AI in Business on YouTube

Prefer video? Watch this week's full breakdown on the AI in Business YouTube channel.


Introduction

Today we’re talking about something that does not get enough attention in the AI conversation. We are talking about data. Not AI data, not machine learning data. Your data. The data sitting in your spreadsheets, your CRM, your customer service emails, and your old databases.

I am going to show you why data is the real reason AI projects fail, what it costs businesses, and exactly what you need to do about it. If you have watched my previous videos on chatbots, this episode builds on that foundation. If you have not seen that one, go back and watch it first because we will be building on those concepts here.

The reason this matters so much is simple. You could have the most sophisticated AI model in the world, but if your data is a mess, you are going to get terrible results. The algorithm is the recipe, but your data is the ingredients. And most businesses are cooking with spoiled ingredients.

jto7u

Why AI Projects Fail

Let me start with a statistic that should concern any business owner watching this. Between 70 and 85% of all AI project failures are due to data problems, not problems with the algorithms themselves. That comes from research by Gartner, Deloitte, and McKinsey spanning the last several years.

When AI projects fail, most people assume the algorithm was not smart enough. They think the model was built wrong. But the research tells a different story. The models are often brilliant. The problem is what you feed them.

Think about it this way. You could have the most sophisticated recipe in the world, but if your ingredients are spoiled or poor quality, you are going to get a terrible meal. An AI is exactly the same. The algorithm is the recipe. The data is the ingredients. And most businesses are cooking with spoiled or terrible ingredients.

The financial proof is staggering. The average failed AI project costs around two and a half million dollars in enterprises. A study from MIT in 2025 found that 95% of generative AI deployments showed zero revenue impact. Not because the AI was not powerful enough. Because the data was not ready.
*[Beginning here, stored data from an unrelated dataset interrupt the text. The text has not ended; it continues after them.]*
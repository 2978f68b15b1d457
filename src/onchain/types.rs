//! Chain-facing types: registry sources, decoded events, and adapter errors.

use crate::onchain::abi::{IIdentityRegistry, IReputationRegistry};
use alloy::primitives::{Address, B256, U256};
use alloy::rpc::types::Log;
use alloy::sol_types::SolEvent;
use thiserror::Error;

/// Errors surfaced by the chain adapters.
#[derive(Error, Debug, Clone)]
pub enum ChainError {
    /// Timeout, rate limit, dropped connection, underpriced replacement.
    #[error("transient rpc failure: {0}")]
    Transient(String),
    #[error("transaction reverted: {0}")]
    Reverted(String),
    #[error("rpc error: {0}")]
    Rpc(String),
    #[error("invalid chain configuration: {0}")]
    Config(String),
}

impl ChainError {
    pub fn is_transient(&self) -> bool {
        matches!(self, ChainError::Transient(_))
    }

    /// Classify a raw RPC / transport error message.
    pub fn classify(err: impl std::fmt::Display) -> Self {
        let msg = err.to_string();
        let lower = msg.to_ascii_lowercase();
        let transient = lower.contains("429")
            || lower.contains("too many requests")
            || lower.contains("rate limit")
            || lower.contains("timed out")
            || lower.contains("timeout")
            || lower.contains("connection")
            || lower.contains("503")
            || lower.contains("502")
            || lower.contains("underpriced")
            || lower.contains("nonce too low");
        if transient {
            ChainError::Transient(msg)
        } else if lower.contains("revert") {
            ChainError::Reverted(msg)
        } else {
            ChainError::Rpc(msg)
        }
    }
}

/// The two registries the indexer tracks, one checkpoint each.
#[derive(Debug, Clone, Copy, PartialEq, Eq, Hash, PartialOrd, Ord)]
pub enum Source {
    IdentityRegistry,
    ReputationRegistry,
}

impl Source {
    pub const ALL: [Source; 2] = [Source::IdentityRegistry, Source::ReputationRegistry];

    pub fn as_str(self) -> &'static str {
        match self {
            Source::IdentityRegistry => "identity_registry",
            Source::ReputationRegistry => "reputation_registry",
        }
    }
}

impl std::fmt::Display for Source {
    fn fmt(&self, f: &mut std::fmt::Formatter<'_>) -> std::fmt::Result {
        f.write_str(self.as_str())
    }
}

/// Unique position of a log on chain.
#[derive(Debug, Clone, Copy, PartialEq, Eq, Hash, PartialOrd, Ord)]
pub struct EventKey {
    pub tx_hash: B256,
    pub log_index: u64,
}

/// Identity of a feedback entry across NewFeedback / FeedbackRevoked.
#[derive(Debug, Clone, Copy, PartialEq, Eq, Hash)]
pub struct FeedbackId {
    pub agent_id: B256,
    pub client: Address,
    pub index: u64,
}

impl std::fmt::Display for FeedbackId {
    fn fmt(&self, f: &mut std::fmt::Formatter<'_>) -> std::fmt::Result {
        write!(f, "{:#x}-{:#x}-{}", self.agent_id, self.client, self.index)
    }
}

/// A registry log after topic dispatch.
#[derive(Debug, Clone, PartialEq)]
pub enum RegistryEvent {
    AgentRegistered {
        agent_id: B256,
        owner: Address,
        metadata_uri: Option<String>,
    },
    MetadataUpdated {
        agent_id: B256,
        metadata_uri: Option<String>,
    },
    NewFeedback {
        feedback_id: FeedbackId,
        category: Option<String>,
        raw_value: i128,
        value_decimals: u8,
        comment: Option<String>,
    },
    FeedbackRevoked {
        feedback_id: FeedbackId,
    },
    /// Topic0 not one we index. Logged and skipped.
    Unknown { topic0: Option<B256> },
}

impl RegistryEvent {
    pub fn kind(&self) -> &'static str {
        match self {
            RegistryEvent::AgentRegistered { .. } => "AgentRegistered",
            RegistryEvent::MetadataUpdated { .. } => "MetadataUpdated",
            RegistryEvent::NewFeedback { .. } => "NewFeedback",
            RegistryEvent::FeedbackRevoked { .. } => "FeedbackRevoked",
            RegistryEvent::Unknown { .. } => "Unknown",
        }
    }
}

/// A decoded log with its chain position.
#[derive(Debug, Clone, PartialEq)]
pub struct ChainLog {
    pub source: Source,
    pub key: EventKey,
    pub block_number: u64,
    pub block_hash: Option<B256>,
    pub event: RegistryEvent,
}

/// A log that could not be decoded. Recorded, never fatal.
#[derive(Debug, Clone, PartialEq)]
pub struct DecodeFailure {
    pub tx_hash: Option<B256>,
    pub log_index: Option<u64>,
    pub block_number: Option<u64>,
    pub reason: String,
}

/// Hash and timestamp of a block, as seen by the event source.
#[derive(Debug, Clone, Copy, PartialEq, Eq)]
pub struct BlockRef {
    pub number: u64,
    pub hash: B256,
    pub timestamp: u64,
}

/// Oracle's view of an agent (`getScoreView`).
#[derive(Debug, Clone, Copy, PartialEq, Eq, Default)]
pub struct ScoreView {
    pub score: u32,
    pub last_updated: u64,
    pub exists: bool,
}

/// A fully-priced oracle write.
#[derive(Debug, Clone, PartialEq, Eq)]
pub struct SubmitRequest {
    pub agents: Vec<B256>,
    pub scores: Vec<u32>,
    pub nonce: u64,
    pub gas_limit: u64,
    pub max_fee_per_gas: u128,
    pub max_priority_fee_per_gas: u128,
}

/// Mined outcome of a submitted transaction.
#[derive(Debug, Clone, Copy, PartialEq, Eq)]
pub struct TxReceipt {
    pub block_number: u64,
    pub success: bool,
}

/// Convert the registry's `uint256 agentId` into the 32-byte identifier.
pub fn agent_id_from_u256(value: U256) -> B256 {
    B256::from(value.to_be_bytes::<32>())
}

fn non_empty(s: String) -> Option<String> {
    if s.is_empty() {
        None
    } else {
        Some(s)
    }
}

/// Decode a raw log from `source` into a tagged event.
///
/// Logs without a position (tx hash, log index, block number) cannot be keyed
/// and are returned as failures, as are logs whose payload does not match the
/// ABI of their topic0.
pub fn decode_log(source: Source, log: &Log) -> Result<ChainLog, DecodeFailure> {
    let fail = |reason: String| DecodeFailure {
        tx_hash: log.transaction_hash,
        log_index: log.log_index,
        block_number: log.block_number,
        reason,
    };

    let (Some(tx_hash), Some(log_index), Some(block_number)) =
        (log.transaction_hash, log.log_index, log.block_number)
    else {
        return Err(fail("log has no chain position".to_string()));
    };

    let topic0 = log.topic0().copied();
    let event = match (source, topic0) {
        (Source::IdentityRegistry, Some(t)) if t == IIdentityRegistry::Registered::SIGNATURE_HASH => {
            let decoded = log
                .log_decode::<IIdentityRegistry::Registered>()
                .map_err(|e| fail(format!("Registered: {e}")))?;
            let ev = decoded.inner.data;
            RegistryEvent::AgentRegistered {
                agent_id: agent_id_from_u256(ev.agentId),
                owner: ev.owner,
                metadata_uri: non_empty(ev.agentURI),
            }
        }
        (Source::IdentityRegistry, Some(t)) if t == IIdentityRegistry::URIUpdated::SIGNATURE_HASH => {
            let decoded = log
                .log_decode::<IIdentityRegistry::URIUpdated>()
                .map_err(|e| fail(format!("URIUpdated: {e}")))?;
            let ev = decoded.inner.data;
            RegistryEvent::MetadataUpdated {
                agent_id: agent_id_from_u256(ev.agentId),
                metadata_uri: non_empty(ev.newURI),
            }
        }
        (Source::ReputationRegistry, Some(t))
            if t == IReputationRegistry::NewFeedback::SIGNATURE_HASH =>
        {
            let decoded = log
                .log_decode::<IReputationRegistry::NewFeedback>()
                .map_err(|e| fail(format!("NewFeedback: {e}")))?;
            let ev = decoded.inner.data;
            RegistryEvent::NewFeedback {
                feedback_id: FeedbackId {
                    agent_id: agent_id_from_u256(ev.agentId),
                    client: ev.clientAddress,
                    index: ev.feedbackIndex,
                },
                category: non_empty(ev.tag1),
                raw_value: ev.value,
                value_decimals: ev.valueDecimals,
                comment: non_empty(ev.feedbackURI),
            }
        }
        (Source::ReputationRegistry, Some(t))
            if t == IReputationRegistry::FeedbackRevoked::SIGNATURE_HASH =>
        {
            let decoded = log
                .log_decode::<IReputationRegistry::FeedbackRevoked>()
                .map_err(|e| fail(format!("FeedbackRevoked: {e}")))?;
            let ev = decoded.inner.data;
            RegistryEvent::FeedbackRevoked {
                feedback_id: FeedbackId {
                    agent_id: agent_id_from_u256(ev.agentId),
                    client: ev.clientAddress,
                    index: ev.feedbackIndex,
                },
            }
        }
        (_, topic0) => RegistryEvent::Unknown { topic0 },
    };

    Ok(ChainLog {
        source,
        key: EventKey { tx_hash, log_index },
        block_number,
        block_hash: log.block_hash,
        event,
    })
}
And it is not just about messy data causing poor performance. There are real legal risks. Stateform faced a lawsuit in 2022 over a machine learning algorithm for detecting fraudulent claims. Law tips alleged the algorithm used data about housing and behaviour as proxies for race, subjecting black homeowners to extra scrutiny. The case survived a motion to dismiss. That is a real legal risk from data that nobody checked for bias before feeding it into an AI.
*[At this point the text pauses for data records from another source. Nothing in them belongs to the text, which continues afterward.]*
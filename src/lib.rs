//! Trust score pipeline for ERC-8004 agents.
//!
//! Three independent loops share one SQLite store:
//! - `indexer`: registry logs → agents / feedback, checkpointed
//! - `scoring`: feedback → time-decayed scores
//! - `oracle`: scores → on-chain oracle, confirmed writes only
//!
//! Re-exported so the service binary and one-shot tools share the same code.

pub mod config;
pub mod indexer;
pub mod metrics;
pub mod onchain;
pub mod oracle;
pub mod query;
pub mod retry;
pub mod scoring;
pub mod store;
//! Registry of computational units and gridfunction declarations.
//!
//! Units and fields are registered once, in declaration order, and then read
//! by the manifest compilers. Nothing in this crate writes files.

mod error;
mod field;
mod registry;
mod unit;

pub use error::RegistryError;
pub use field::{FieldDecl, FieldGroup, FieldLists, RHS_SUFFIX};
pub use registry::Registry;
pub use unit::{FUNC_NAME_PLACEHOLDER, Placement, RegisteredUnit};

/// Result type for registry operations.
pub type Result<T> = std::result::Result<T, RegistryError>;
Here is what I want you to take away from this. The algorithms are not the bottleneck. Your data is. And that is actually good news because you can do something about your data. You cannot build a better algorithm than Google or OpenAI, but you can clean up your own data.

1wki6

The True Cost of Messy Data

Now let me talk about something that most AI vendors will not tell you upfront. The hidden cost of data cleanup. A survey found that organisations lose an average of $12.9 million annually due to data quality issues.

Here is the $1-$10-$100 rule that every business owner should know. If you catch a data error at the point of entry, it costs $1 to fix. If you catch it after it is already in your system, it costs $10. If you catch it after a customer sees it, it costs $100. And the cost escalates dramatically the longer bad data sits in your system.

And here is the part that surprises most people. Data scientists, the people actually building the AI models, spend 60% of their time cleaning databases. They are not building models. They are cleaning up mess.

I have seen this firsthand in my own business. We spent months building what we thought was a straightforward AI system for customer service. And when we realised our historical data was a complete mess, inconsistent format and duplicate customer records, customer entries that had been manually edited by different people over years with no standard format, we had to go back and clean house and make sure all of that data was in a nice orderly fashion before the AI could even begin to learn.

The consultant industry has noticed this too. There are firms that make a very good living convincing companies they need months or years of data cleaning before any AI can work. And there is no clear endpoint. Clean enough is undefined. The goalposts keep moving and the invoices keep coming.

I am not saying data cleaning is unimportant. It is. But you need to be realistic about what it takes and not let anyone convince you that they need perfect data before you can get started. Perfect data does not exist and it is not necessary.

Let me give you a real example of what happens when a business gets this wrong. A UK online retailer invested £45,000 in a customer recommendation engine in 2024. They wanted to show customers products that were more likely to buy based on browsing and purchase history. The technology was solid, the algorithm was sophisticated, but within six months they were seeing 25% irrelevant suggestions. Customers were getting recommendations that made no sense and conversion rate dropped by 12%.

The problem was not the algorithm. It was their data. Duplicate customer records. Some customers appeared three or four times with slightly different email addresses. Purchase history that included item returns years ago. Product catalogs with inconsistent category codes from a system migration two years earlier. They scrapped the entire project after six months, £45,000 on AI that could not work because the ingredients were so bad. Then another £20,000 to clean the data to understand what went wrong. Total loss, over £70,000.

Notice something about that story. The technology worked perfectly. If they had cleaned their data first, the project would have succeeded. But they did not, and they lost both the money and the time. And this is a pattern that I have seen over and over again. Businesses spend tens of thousands on AI without checking whether their data is ready, and then they blame the technology when it does not work.

rzcjg

The 80-20 Rule for Data

Now here is where I want to change your perspective. That messy data sitting in your business is not just a problem. It is also actually an asset. It is gold if you know how to use it.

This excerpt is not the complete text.